- Associated Press - Monday, June 25, 2018

HAMPTON, N.H. (AP) - Flooding is already a part of life for beach residents like Debra Bourbeau, but a new study says sea level rise will increase the number of homes at risk of flooding in their community and others in the Seacoast.

Bourbeau and her neighbors on Hobson Avenue, a Hampton Beach road that overlooks the marsh, say they have lost thousands of dollars to flooding, from damaged home foundations to cars totaled by water several feet high in their streets and driveways.

Bourbeau suspects the study from the Union of Concerned Scientists, which used data from Zillow to show approximately 2,000 New Hampshire properties could face chronic flooding in 2045, is likely accurate having seen flooding become more frequent in recent years on her street. She said high tides are causing damage and leaving trash, animal waste and dead birds on her lawn more frequently now than when she moved to the beach eight years ago.

“When you wake up in the middle of the night and you have oceanfront property, what does that mean?” Bourbeau said. “When the tide is high, where do you park your car? Did you tie down your trash cans? Did you put away anything that could float away?”

The UCS released its national study released last week, which included a map on its website to show each coastal community and the projected number of homes expected to face chronic flooding in the next 82 years. UCS defined chronic flooding to be 26 flooding events per year. The map shows projections under two scenarios, one assuming a high rate of sea level rise caused by a continued rise in global carbon emissions and an increasing loss of land ice, the other assuming carbon emissions have declined.



Hampton is projected to have 1,498 homes at risk of becoming chronically inundated with flooding by 2045 if current emissions do not decline, 3,428 in 2100. That number makes up 18 percent of the community’s homes, according to the study. Rye would have 198 at risk, the study states. Seabrook would have 83, Portsmouth 34.

Other communities have fewer homes projected to be at risk than those communities, but the study shows those cities and towns also will see their flooding problems continue to grow over the next century. Portsmouth would see its number of homes at risk jump to 256 by 2100.

In the scenario where carbon emissions are reduced, the map displays projections for the years 2035 and 2100. Hampton would have 734 homes at risk by 2035 in that scenario, 2,386 by 2100. Portsmouth would have seven homes at risk in 2035 and 87 in 2100.

Hampton Town Planner Jason Bachand said Hampton may have more properties at risk than the rest of the Seacoast partly because of the marsh to the west of Hampton Beach. Officials say the marsh is where most of the flooding in Hampton comes from, not the ocean. He also said many properties have been developed in the last several decades in the town’s flood plain.

Flooding has become a strain on beach residents, many of whom the town allows to park in municipal lots during high tides 10 feet or higher to protect their cars and allow them to drive to work.

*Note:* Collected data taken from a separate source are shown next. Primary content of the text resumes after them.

//! Doctor verification workflow.
//!
//! ```text
//!   PENDING --approve/reinstate--> VERIFIED
//!   PENDING --reject-------------> REJECTED
//!   VERIFIED --suspend-----------> PENDING
//! ```
//!
//! `REJECTED` has no outgoing edge. Transitions only change the status;
//! suspending a doctor leaves their appointments and availability alone.

use serde::{Deserialize, Serialize};

use crate::error::CoreError;
use crate::types::VerificationStatus;

#[derive(Debug, Clone, Copy, PartialEq, Eq, Serialize, Deserialize)]
#[serde(rename_all = "snake_case")]
pub enum VerificationAction {
    Approve,
    Reject,
    Suspend,
    Reinstate,
}

impl VerificationAction {
    /// Status the action moves a doctor into.
    pub fn target(&self) -> VerificationStatus {
        match self {
            VerificationAction::Approve | VerificationAction::Reinstate => {
                VerificationStatus::Verified
            }
            VerificationAction::Reject => VerificationStatus::Rejected,
            VerificationAction::Suspend => VerificationStatus::Pending,
        }
    }
}

/// Apply `action` to a doctor currently in `from`.
pub fn transition(
    from: VerificationStatus,
    action: VerificationAction,
) -> Result<VerificationStatus, CoreError> {
    use VerificationAction::*;
    use VerificationStatus::*;

    match (from, action) {
        (Pending, Approve | Reinstate) => Ok(Verified),
        (Pending, Reject) => Ok(Rejected),
        (Verified, Suspend) => Ok(Pending),
        (from, action) => Err(CoreError::InvalidTransition {
            from,
            to: action.target(),
        }),
    }
}

#[cfg(test)]
mod tests {
    use super::*;

    #[test]
    fn pending_can_be_approved_or_rejected() {
        assert_eq!(
            transition(VerificationStatus::Pending, VerificationAction::Approve),
            Ok(VerificationStatus::Verified)
        );
        assert_eq!(
            transition(VerificationStatus::Pending, VerificationAction::Reject),
            Ok(VerificationStatus::Rejected)
        );
    }

    #[test]
    fn suspend_and_reinstate_round_trip() {
        let suspended =
            transition(VerificationStatus::Verified, VerificationAction::Suspend).unwrap();
        assert_eq!(suspended, VerificationStatus::Pending);
        assert_eq!(
            transition(suspended, VerificationAction::Reinstate),
            Ok(VerificationStatus::Verified)
        );
    }

    #[test]
    fn rejected_is_terminal() {
        for action in [
            VerificationAction::Approve,
            VerificationAction::Reject,
            VerificationAction::Suspend,
            VerificationAction::Reinstate,
        ] {
            assert!(transition(VerificationStatus::Rejected, action).is_err());
        }
    }

    #[test]
    fn verified_cannot_be_rejected_directly() {
        let err = transition(VerificationStatus::Verified, VerificationAction::Reject).unwrap_err();
        assert_eq!(
            err,
            CoreError::InvalidTransition {
                from: VerificationStatus::Verified,
                to: VerificationStatus::Rejected,
            }
        );
        assert!(transition(VerificationStatus::Pending, VerificationAction::Suspend).is_err());
    }
}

Bill and Pauline Cross, who moved to their Hobson Avenue home in 1964, said there were only one or two major flooding events a year when they first arrived, but they have seen that number increase over the years. Bill cited this past winter when a barrage of storms brought flooding several days a week for about a three-week period.

He said many beach residents want to keep their properties for generations to come, but his wife said they probably would not move to Hampton today considering the flooding.

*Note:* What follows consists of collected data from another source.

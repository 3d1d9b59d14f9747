//! Bookable slot generation.
//!
//! A doctor publishes one recurring daily window (e.g. 09:00–12:00). Slot
//! listings project that window onto each of the next
//! [`BOOKING_HORIZON_DAYS`] calendar days, cut it into
//! [`SLOT_DURATION_MINUTES`] steps, and drop steps that are already in the
//! past or collide with a scheduled appointment.
//!
//! The output is advisory: a slot shown here may be taken by the time the
//! patient submits. The booking transaction re-checks.

use std::fmt;

use chrono::{DateTime, Days, Duration, NaiveDate, NaiveTime, TimeZone, Utc};
use serde::{Deserialize, Serialize};

use crate::constants::{
    BOOKING_HORIZON_DAYS, DAY_KEY_FORMAT, DAY_LABEL_FORMAT, SLOT_DURATION_MINUTES,
    SLOT_TIME_FORMAT,
};
use crate::error::CoreError;
use crate::interval::TimeRange;

/// A recurring daily availability window, as local time-of-day.
#[derive(Debug, Clone, Copy, PartialEq, Eq, Serialize, Deserialize)]
pub struct DailyWindow {
    pub start: NaiveTime,
    pub end: NaiveTime,
}

impl DailyWindow {
    pub fn new(start: NaiveTime, end: NaiveTime) -> Result<Self, CoreError> {
        if start >= end {
            return Err(CoreError::InvalidInput("start time must be before end time"));
        }
        Ok(Self { start, end })
    }

    /// Recover the time-of-day window from timestamps stored on an arbitrary
    /// reference date, read in the clinic's time zone.
    pub fn from_timestamps<Tz: TimeZone>(
        start: DateTime<Utc>,
        end: DateTime<Utc>,
        tz: &Tz,
    ) -> Self {
        Self {
            start: start.with_timezone(tz).time(),
            end: end.with_timezone(tz).time(),
        }
    }
}

/// One bookable slot.
#[derive(Debug, Clone, PartialEq, Eq, Serialize, Deserialize)]
pub struct Slot {
    pub start_time: DateTime<Utc>,
    pub end_time: DateTime<Utc>,
    /// e.g. `"9:00 AM - 9:30 AM"`
    pub formatted: String,
    /// e.g. `"Monday, March 2"`
    pub day: String,
}

/// All slots for one calendar day.
#[derive(Debug, Clone, PartialEq, Eq, Serialize, Deserialize)]
pub struct DaySlots {
    /// `yyyy-mm-dd`
    pub date: String,
    pub display_date: String,
    pub slots: Vec<Slot>,
}

/// Generate the slot listing for the next [`BOOKING_HORIZON_DAYS`] days,
/// starting with `now`'s calendar day in `now`'s time zone.
///
/// `booked` must contain the doctor's scheduled appointments. Fails with
/// [`CoreError::NoAvailabilityConfigured`] when the doctor has no window.
pub fn generate_slots<Tz>(
    window: Option<&DailyWindow>,
    booked: &[TimeRange],
    now: &DateTime<Tz>,
) -> Result<Vec<DaySlots>, CoreError>
where
    Tz: TimeZone,
    Tz::Offset: fmt::Display,
{
    let window = window.ok_or(CoreError::NoAvailabilityConfigured)?;
    let tz = now.timezone();
    let step = Duration::minutes(SLOT_DURATION_MINUTES);
    let today = now.date_naive();

    let mut days = Vec::with_capacity(BOOKING_HORIZON_DAYS as usize);
    for offset in 0..BOOKING_HORIZON_DAYS {
        let Some(date) = today.checked_add_days(Days::new(offset)) else {
            break;
        };

        let mut slots = Vec::new();
        if let (Some(day_start), Some(day_end)) = (
            project(&tz, date, window.start),
            project(&tz, date, window.end),
        ) {
            let mut current = day_start;
            while current.clone() + step <= day_end {
                let next = current.clone() + step;

                // past steps are skipped, not shortened
                if current < *now {
                    current = next;
                    continue;
                }

                let candidate =
                    TimeRange::new(current.with_timezone(&Utc), next.with_timezone(&Utc))?;
                if !booked.iter().any(|b| b.overlaps(&candidate)) {
                    slots.push(Slot {
                        start_time: candidate.start(),
                        end_time: candidate.end(),
                        formatted: format!(
                            "{} - {}",
                            current.format(SLOT_TIME_FORMAT),
                            next.format(SLOT_TIME_FORMAT)
                        ),
                        day: current.format(DAY_LABEL_FORMAT).to_string(),
                    });
                }

                current = next;
            }
        }

        let display_date = slots
            .first()
            .map(|s| s.day.clone())
            .unwrap_or_else(|| date.format(DAY_LABEL_FORMAT).to_string());

        days.push(DaySlots {
            date: date.format(DAY_KEY_FORMAT).to_string(),
            display_date,
            slots,
        });
    }

    Ok(days)
}

/// Place a local time-of-day on `date`. Returns `None` when the local time
/// does not exist on that date (DST gap).
fn project<Tz: TimeZone>(tz: &Tz, date: NaiveDate, time: NaiveTime) -> Option<DateTime<Tz>> {
    tz.from_local_datetime(&date.and_time(time)).earliest()
}

#[cfg(test)]
mod tests {
    use super::*;
    use chrono::FixedOffset;

    fn hm(h: u32, m: u32) -> NaiveTime {
        NaiveTime::from_hms_opt(h, m, 0).unwrap()
    }

    fn utc(d: u32, h: u32, m: u32) -> DateTime<Utc> {
        Utc.with_ymd_and_hms(2026, 3, d, h, m, 0).unwrap()
    }

    fn window(h1: u32, m1: u32, h2: u32, m2: u32) -> DailyWindow {
        DailyWindow::new(hm(h1, m1), hm(h2, m2)).unwrap()
    }

    fn starts(day: &DaySlots) -> Vec<String> {
        day.slots
            .iter()
            .map(|s| s.start_time.format("%H:%M").to_string())
            .collect()
    }

    #[test]
    fn no_window_fails() {
        let err = generate_slots(None, &[], &utc(2, 8, 0)).unwrap_err();
        assert_eq!(err, CoreError::NoAvailabilityConfigured);
    }

    #[test]
    fn booked_slot_is_excluded() {
        let booked = [TimeRange::new(utc(2, 10, 0), utc(2, 10, 30)).unwrap()];
        let days = generate_slots(Some(&window(9, 0, 12, 0)), &booked, &utc(2, 8, 0)).unwrap();

        assert_eq!(days.len(), 4);
        assert_eq!(days[0].date, "2026-03-02");
        assert_eq!(
            starts(&days[0]),
            vec!["09:00", "09:30", "10:30", "11:00", "11:30"]
        );
        // other days are untouched by the booking
        assert_eq!(days[1].slots.len(), 6);
        assert_eq!(days[3].date, "2026-03-05");
    }

    #[test]
    fn labels_follow_clock_format() {
        let days = generate_slots(Some(&window(9, 0, 12, 0)), &[], &utc(2, 8, 0)).unwrap();
        let first = &days[0].slots[0];
        assert_eq!(first.formatted, "9:00 AM - 9:30 AM");
        assert_eq!(first.day, "Monday, March 2");
        assert_eq!(days[0].display_date, "Monday, March 2");
        assert_eq!(days[0].slots[5].formatted, "11:30 AM - 12:00 PM");
    }

    #[test]
    fn past_slots_are_skipped() {
        let now = utc(2, 9, 45);
        let days = generate_slots(Some(&window(9, 0, 12, 0)), &[], &now).unwrap();
        assert_eq!(starts(&days[0]), vec!["10:00", "10:30", "11:00", "11:30"]);
        for day in &days {
            for slot in &day.slots {
                assert!(slot.start_time >= now);
            }
        }
    }

    #[test]
    fn day_after_window_is_empty_but_labelled() {
        let days = generate_slots(Some(&window(9, 0, 12, 0)), &[], &utc(2, 13, 0)).unwrap();
        assert!(days[0].slots.is_empty());
        assert_eq!(days[0].display_date, "Monday, March 2");
        assert_eq!(days[1].slots.len(), 6);
    }

    #[test]
    fn final_step_may_end_exactly_at_window_end() {
        let days = generate_slots(Some(&window(9, 0, 10, 0)), &[], &utc(2, 8, 0)).unwrap();
        assert_eq!(starts(&days[0]), vec!["09:00", "09:30"]);

        // a trailing partial step is not offered
        let days = generate_slots(Some(&window(9, 0, 10, 15)), &[], &utc(2, 8, 0)).unwrap();
        assert_eq!(starts(&days[0]), vec!["09:00", "09:30"]);
    }

    #[test]
    fn slots_are_thirty_minutes_and_disjoint() {
        let booked = [TimeRange::new(utc(3, 9, 15), utc(3, 9, 45)).unwrap()];
        let days = generate_slots(Some(&window(8, 0, 17, 0)), &booked, &utc(2, 11, 10)).unwrap();
        for day in &days {
            for pair in day.slots.windows(2) {
                assert!(pair[0].end_time <= pair[1].start_time);
            }
            for slot in &day.slots {
                assert_eq!(slot.end_time - slot.start_time, Duration::minutes(30));
                let range = TimeRange::new(slot.start_time, slot.end_time).unwrap();
                assert!(!booked[0].overlaps(&range));
            }
        }
        // 09:00 and 09:30 both collide with the 09:15-09:45 booking
        assert!(!starts(&days[1]).contains(&"09:00".to_string()));
        assert!(!starts(&days[1]).contains(&"09:30".to_string()));
    }

    #[test]
    fn window_is_projected_in_clinic_zone() {
        let tz = FixedOffset::east_opt(2 * 3600).unwrap();
        let now = utc(2, 6, 0).with_timezone(&tz); // 08:00 local
        let days = generate_slots(Some(&window(9, 0, 10, 0)), &[], &now).unwrap();

        let first = &days[0].slots[0];
        assert_eq!(first.start_time, utc(2, 7, 0));
        assert_eq!(first.formatted, "9:00 AM - 9:30 AM");
    }

    #[test]
    fn window_recovered_from_reference_date() {
        let tz = FixedOffset::east_opt(-5 * 3600).unwrap();
        let start = Utc.with_ymd_and_hms(1970, 1, 1, 14, 0, 0).unwrap();
        let end = Utc.with_ymd_and_hms(1970, 1, 1, 17, 30, 0).unwrap();
        let w = DailyWindow::from_timestamps(start, end, &tz);
        assert_eq!(w.start, hm(9, 0));
        assert_eq!(w.end, hm(12, 30));
    }

    #[test]
    fn deterministic_for_fixed_inputs() {
        let w = window(9, 0, 12, 0);
        let a = generate_slots(Some(&w), &[], &utc(2, 8, 0)).unwrap();
        let b = generate_slots(Some(&w), &[], &utc(2, 8, 0)).unwrap();
        assert_eq!(a, b);
    }
}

Erika Spanger-Siegfried, the UCS’s lead climate analyst, said the study is meant to encourage communities to become proactive in combating future flooding, and many Seacoast municipalities are already doing that. Bachand said Hampton modified its flood plain management ordinance last year to require developers to build one foot above the base flood elevation.

Portsmouth Environmental Planner Peter Britz said the city is wrapping up a study this year that will show ways for Portsmouth to prepare for a storm event like Hurricane Sandy. The study was paid for through pre-disaster mitigation funds dispersed in the wake of that 2012 storm, according to Britz.

Britz said the city should be able to prepare for increased flooding in vulnerable sections like Strawbery Banke in the South End in years to come, noting flooding in New Hampshire has not worsened like it has in other areas down south.

“We’re lucky Portsmouth isn’t seeing big impacts like some of the cities down south like in Florida, Maryland and in Virginia,” Britz said. “It’s really keeping ahead of it. The more you do now, the cheaper it is later.”

Bourbeau said she wants her beach house to be enjoyed by her family for years to come, and while flooding gives her concern, she is hopeful Seacoast communities will be able to address flooding now so residents are not overwhelmed by high tides in coming years. She was happy to see voters pass a $100,000 study in March that would examine ways to address flooding in several parts of the beach.

“I think now we’re just becoming smarter, and we’re starting to understand and look at different ways we can protect our properties and still enjoy our beaches for many more generations to come,” Bourbeau said.